Major works completed by his firms during his lifetime included the Stanford University campus (1891 and 1906), the Ames Building (1893), South Station (1899) and Boston Children's Hospital (1914) in Boston, Art Institute of Chicago (1893) and Chicago Cultural Center (1897) and Hutchinson Commons (1903) and the Harper Memorial Library (1912) of the University of Chicago in Chicago, the John Carter Brown Library of Brown University (1904), the Harvard Medical School (1906) and Harvard Memorial Church (1932) for Harvard University and the Rockefeller University campus and New York Hospital (1932) in New York City.
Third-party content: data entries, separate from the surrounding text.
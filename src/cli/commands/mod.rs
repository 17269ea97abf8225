//! CLI command implementations.
//!
//! Each command implements the [`Command`] trait, which provides a uniform
//! interface for executing commands and reporting results.
//!
//! # Architecture
//!
//! Commands are dispatched via [`CommandDispatcher`], which routes CLI
//! subcommands to their implementations. Running `bspcheck` with no
//! subcommand is the same as `bspcheck check`.

pub mod check;
pub mod completions;
pub mod dispatcher;
pub mod list;

pub use dispatcher::{Command, CommandDispatcher, CommandResult};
Abroad they designed the United States pavilion at the Paris Exposition (1900), the American College for Girls campus (1914) in Istanbul and the Peking Union Medical College campus (1920) in Beijing, the latter in association with Shattuck and Hussey.

==Personal life==
Coolidge was married in 1889 to Julia Shepley of St. Louis, sister of his business partner. They had four children: Mary Shepley Coolidge (1892–1988, married first Edwin F. Atkins Jr., second Gordon S. Rentschler), Isabel Coolidge (1893–1989, married Thomas Cunningham), Charles Allerton Coolidge Jr. (1894–1987, married Allison Jones) and Julia Shepley Coolidge (1896–1982, married Frederick Deane). One of his grandsons, Daniel Jones Coolidge (1924–1992), was an architect who practiced with Shepley, Bulfinch, Richardson & Abbott from 1954 until his retirement in 1990. Julia (Shepley) Coolidge died in 1935. He died April 1, 1936, in Locust Valley, New York, at the home of his daughter, Mrs. Rentschler.

Coolidge was a member, and later president, of the Boston Society of Architects and joined the American Institute of Architects in 1889 as a Fellow. He was a member of the Boston Architectural Club, the Chicago Club, the Somerset Club and the University Club of New York, among other organizations. He was a trustee of the American Academy in Rome and the Art Institute of Chicago.

In 1900 Coolidge was made a Chevalier of the Legion of Honor for his work at the Paris Exposition.

Coolidge and his firm frequently worked for Harvard University. In 1906, when the firm's Harvard Medical School was dedicated, Coolidge was awarded an Honorary Doctor of Arts. He also served as a lecturer in architecture from 1906 to 1908 and 1912 to 1913, a member of the planning board from 1921 and a member of the Harvard Board of Overseers from 1922 to 1928.